EXERCISE DIRECTIONS: From the entries below, copy each line in which the word "Uuid" occurs.

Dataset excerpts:

--------------------------------

use std::collections::BTreeMap;
use std::path::Path;
use std::sync::Arc;

use anyhow::{Context, Result};
use iv_core::l10n::TranslationCatalog;
use iv_core::language::{is_valid_language_code, normalize_language};
use iv_core::ports::TranslationPort;
use tokio::fs;

const BUILTIN_CATALOGS: &[(&str, &str)] = &[
    ("en", include_str!("../../l10n/en.json")),
    ("nl", include_str!("../../l10n/nl.json")),
];

pub struct CatalogTranslationProvider {
    catalogs: BTreeMap<String, Arc<TranslationCatalog>>,
}

impl CatalogTranslationProvider {
    /// Catalogs compiled into the binary.
    pub fn builtin() -> Result<Self> {
        let mut catalogs = BTreeMap::new();
        for (language, raw) in BUILTIN_CATALOGS {
            let catalog: TranslationCatalog = serde_json::from_str(raw)
                .with_context(|| format!("parse builtin catalog failed: {language}"))?;
            catalogs.insert(language.to_string(), Arc::new(catalog));
        }
        Ok(Self { catalogs })
    }

    /// Merges every `<lang>.json` of `dir` over the loaded catalogs.
    ///
    /// A missing directory is not an error. Files that do not parse are
    /// skipped with a warning.
    pub async fn with_catalog_dir(mut self, dir: &Path) -> Result<Self> {
        let mut entries = match fs::read_dir(dir).await {
            Ok(entries) => entries,
            Err(e) if e.kind() == std::io::ErrorKind::NotFound => {
                tracing::debug!(dir = %dir.display(), "no catalog directory");
                return Ok(self);
            }
            Err(e) => {
                return Err(e)
                    .with_context(|| format!("read catalog dir failed: {}", dir.display()))
            }
        };

        while let Some(entry) = entries
            .next_entry()
            .await
            .with_context(|| format!("read catalog dir failed: {}", dir.display()))?
        {
            let path = entry.path();
            if path.extension().and_then(|e| e.to_str()) != Some("json") {
                continue;
            }
            let Some(stem) = path.file_stem().and_then(|s| s.to_str()) else {
                continue;
            };
            if !is_valid_language_code(stem) {
                tracing::warn!(file = %path.display(), "ignoring catalog with invalid language code");
                continue;
            }
            let language = normalize_language(stem);

            let catalog = match read_catalog(&path).await {
                Ok(catalog) => catalog,
                Err(e) => {
                    tracing::warn!(file = %path.display(), error = %format!("{e:#}"), "skipping catalog");
                    continue;
                }
            };

            let merged = match self.catalogs.get(&language) {
                Some(existing) => existing.merged_with(&catalog),
                None => catalog,
            };
            tracing::info!(language = %language, keys = merged.len(), "catalog loaded");
            self.catalogs.insert(language, Arc::new(merged));
        }

        Ok(self)
    }
}

async fn read_catalog(path: &Path) -> Result<TranslationCatalog> {
    let raw = fs::read_to_string(path)
        .await
        .with_context(|| format!("read catalog failed: {}", path.display()))?;
    serde_json::from_str(&raw).with_context(|| format!("parse catalog failed: {}", path.display()))
}

impl TranslationPort for CatalogTranslationProvider {
    fn catalog_for(&self, language: &str) -> Option<Arc<TranslationCatalog>> {
        self.catalogs.get(language).cloned()
    }

    fn available_languages(&self) -> Vec<String> {
        self.catalogs.keys().cloned().collect()
    }
}

#[cfg(test)]
mod tests {
    use super::*;
    use iv_core::tour::DEFAULT_STEPS;

    #[test]
    fn builtin_catalogs_cover_every_default_step() {
        let provider = CatalogTranslationProvider::builtin().unwrap();
        assert_eq!(provider.available_languages(), vec!["en".to_string(), "nl".to_string()]);

        for language in ["en", "nl"] {
            let catalog = provider.catalog_for(language).unwrap();
            for definition in DEFAULT_STEPS {
                assert!(catalog.get(&definition.title_key()).is_some(), "{language}: {}", definition.id);
                assert!(catalog.get(&definition.text_key()).is_some(), "{language}: {}", definition.id);
            }
        }
    }

    #[tokio::test]
    async fn catalog_dir_adds_and_overrides_languages() {
        let dir = tempfile::tempdir().unwrap();
        std::fs::write(
            dir.path().join("de.json"),
            r#"{"translations": {"step_welcome_title": "Willkommen"}}"#,
        )
        .unwrap();
        std::fs::write(
            dir.path().join("nl.json"),
            r#"{"translations": {"step_welcome_title": "Hallo!"}}"#,
        )
        .unwrap();
        std::fs::write(dir.path().join("broken.json"), "nope").unwrap();
        std::fs::write(dir.path().join("fr.json"), "{ not json").unwrap();

        let provider = CatalogTranslationProvider::builtin()
            .unwrap()
            .with_catalog_dir(dir.path())
            .await
            .unwrap();

        assert_eq!(
            provider.available_languages(),
            vec!["de".to_string(), "en".to_string(), "nl".to_string()]
        );
        let nl = provider.catalog_for("nl").unwrap();
        assert_eq!(nl.get("step_welcome_title"), Some("Hallo!"));
        assert_eq!(nl.get("step_files_title"), Some("📁 Bestanden"));
        assert!(provider.catalog_for("de").unwrap().get("step_files_title").is_none());
    }

    #[tokio::test]
    async fn missing_catalog_dir_keeps_builtins() {
        let dir = tempfile::tempdir().unwrap();
        let provider = CatalogTranslationProvider::builtin()
            .unwrap()
            .with_catalog_dir(&dir.path().join("absent"))
            .await
            .unwrap();
        assert_eq!(provider.available_languages().len(), 2);
    }
}
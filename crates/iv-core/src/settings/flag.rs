//! Boolean flags as they arrive from forms and as they are stored.

use serde::{Deserialize, Serialize};
use serde_json::{Number, Value};

/// A flag submitted by a client, which may send a bool, a number or a string.
#[derive(Debug, Clone, PartialEq, Serialize, Deserialize)]
#[serde(untagged)]
pub enum FlagValue {
    Bool(bool),
    Number(Number),
    Text(String),
    Other(Value),
}

impl FlagValue {
    /// `true`, `"true"`, `"1"` and `1` are true; anything else is false.
    pub fn is_truthy(&self) -> bool {
        match self {
            FlagValue::Bool(b) => *b,
            FlagValue::Number(n) => n.as_u64() == Some(1) || n.as_f64() == Some(1.0),
            FlagValue::Text(s) => s == "true" || s == "1",
            FlagValue::Other(_) => false,
        }
    }
}

impl From<bool> for FlagValue {
    fn from(value: bool) -> Self {
        FlagValue::Bool(value)
    }
}

/// Stored flags are the literal strings `"true"` and `"false"`.
pub fn parse_stored_flag(stored: Option<&str>, default: bool) -> bool {
    match stored {
        Some(value) => value == "true",
        None => default,
    }
}

pub fn encode_flag(value: bool) -> &'static str {
    if value {
        "true"
    } else {
        "false"
    }
}

#[cfg(test)]
mod tests {
    use super::*;
    use serde_json::json;

    fn flag(value: Value) -> FlagValue {
        serde_json::from_value(value).unwrap()
    }

    #[test]
    fn truthy_values() {
        assert!(flag(json!(true)).is_truthy());
        assert!(flag(json!("true")).is_truthy());
        assert!(flag(json!("1")).is_truthy());
        assert!(flag(json!(1)).is_truthy());
    }

    #[test]
    fn everything_else_is_false() {
        for value in [json!(false), json!("yes"), json!("TRUE"), json!(0), json!(2), json!([]), json!({})] {
            assert!(!flag(value.clone()).is_truthy(), "{value} should be false");
        }
    }

    #[test]
    fn stored_flag_falls_back_to_default_only_when_absent() {
        assert!(parse_stored_flag(None, true));
        assert!(!parse_stored_flag(Some("false"), true));
        assert!(!parse_stored_flag(Some("garbage"), true));
        assert!(parse_stored_flag(Some("true"), false));
    }
}
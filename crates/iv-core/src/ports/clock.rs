pub trait ClockPort: Send + Sync {
    fn now_ms(&self) -> i64;

    fn now_secs(&self) -> i64 {
        self.now_ms() / 1000
    }
}
//! End-user step predicates. Admin paths never apply these.

use crate::tour::model::Step;

/// A step without groups is shown to everybody.
pub fn is_visible_to_groups<S: AsRef<str>>(step: &Step, user_groups: &[S]) -> bool {
    step.visible_to_groups.is_empty()
        || step
            .visible_to_groups
            .iter()
            .any(|group| user_groups.iter().any(|g| g.as_ref() == group))
}

pub fn is_enabled(step: &Step) -> bool {
    step.enabled
}

pub fn filter_visible<S: AsRef<str>>(steps: Vec<Step>, user_groups: &[S]) -> Vec<Step> {
    steps
        .into_iter()
        .filter(|step| is_visible_to_groups(step, user_groups))
        .collect()
}

pub fn filter_enabled(steps: Vec<Step>) -> Vec<Step> {
    steps.into_iter().filter(is_enabled).collect()
}

#[cfg(test)]
mod tests {
    use super::*;
    use crate::tour::model::StepPosition;

    fn step(id: &str, groups: &[&str], enabled: bool) -> Step {
        Step {
            id: id.to_string(),
            title: id.to_uppercase(),
            text: String::new(),
            attach_to: String::new(),
            position: StepPosition::Right,
            enabled,
            visible_to_groups: groups.iter().map(|g| g.to_string()).collect(),
        }
    }

    fn ids(steps: &[Step]) -> Vec<&str> {
        steps.iter().map(|s| s.id.as_str()).collect()
    }

    #[test]
    fn filters_by_group_membership_and_keeps_order() {
        let steps = vec![
            step("a", &["x"], true),
            step("b", &[], true),
            step("c", &["y"], true),
        ];

        assert_eq!(ids(&filter_visible(steps.clone(), &["y"])), ["b", "c"]);
        assert_eq!(ids(&filter_visible(steps.clone(), &["x", "y"])), ["a", "b", "c"]);
        assert_eq!(ids(&filter_visible(steps, &Vec::<String>::new())), ["b"]);
    }

    #[test]
    fn disabled_steps_are_dropped_independently_of_groups() {
        let steps = vec![step("a", &[], false), step("b", &["x"], true)];
        let visible = filter_visible(filter_enabled(steps), &["x"]);
        assert_eq!(ids(&visible), ["b"]);
    }
}
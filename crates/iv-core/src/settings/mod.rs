//! Global and per-user tour settings
//!
//! Everything here decodes from or encodes to the string values kept in the
//! config store. Reads are recomputed on every request; nothing is cached.

pub mod flag;
pub mod languages;
pub mod model;
pub mod visibility;

pub use flag::{encode_flag, parse_stored_flag, FlagValue};
pub use languages::{encode_enabled_languages, parse_enabled_languages, sanitize_enabled_languages};
pub use model::{
    parse_version, GlobalSettings, GlobalSettingsPatch, UserPreference, UserPreferencePatch,
    INITIAL_WIZARD_VERSION,
};
pub use visibility::{EffectiveVisibility, HiddenReason};
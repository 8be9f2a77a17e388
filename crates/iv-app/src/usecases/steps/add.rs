use std::sync::Arc;

use iv_core::ports::{ConfigStorePort, TranslationPort};
use iv_core::tour::StepDraft;
use iv_core::TourResult;
use tracing::{info, info_span, Instrument};
use uuid::Uuid;

use super::{ResolveSteps, StepChange};
use crate::usecases::internal::StepListStore;

const CUSTOM_ID_PREFIX: &str = "custom_";

/// Appends a new step under a generated `custom_<13 hex>` id.
pub struct AddStep {
    resolve: ResolveSteps,
    store: StepListStore,
}

impl AddStep {
    pub fn new(
        config_store: Arc<dyn ConfigStorePort>,
        translations: Arc<dyn TranslationPort>,
    ) -> Self {
        Self {
            resolve: ResolveSteps::new(config_store.clone(), translations),
            store: StepListStore::new(config_store),
        }
    }

    pub async fn execute(&self, language: &str, draft: StepDraft) -> TourResult<StepChange> {
        let span = info_span!("usecase.add_step.execute", language = %language);

        async {
            let language = self.resolve.resolve_write_language(language)?;
            let mut resolved = self.resolve.resolve_or_initialize(language).await?;

            let id = loop {
                let candidate = generate_custom_id();
                if !resolved.steps.iter().any(|s| s.id == candidate) {
                    break candidate;
                }
            };
            let step = draft.into_step_with_id(id)?;

            resolved.steps.push(step.clone());
            self.store.save(&resolved.language.resolved, &resolved.steps).await?;

            info!(
                language = %resolved.language.resolved,
                step_id = %step.id,
                total = resolved.steps.len(),
                "step added"
            );
            Ok(StepChange {
                language: resolved.language,
                step,
            })
        }
        .instrument(span)
        .await
    }
}

fn generate_custom_id() -> String {
    let hex = Uuid::new_v4().simple().to_string();
    format!("{CUSTOM_ID_PREFIX}{}", &hex[..13])
}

--------------------------------

TASK ANSWER:
use uuid::Uuid;
    let hex = Uuid::new_v4().simple().to_string();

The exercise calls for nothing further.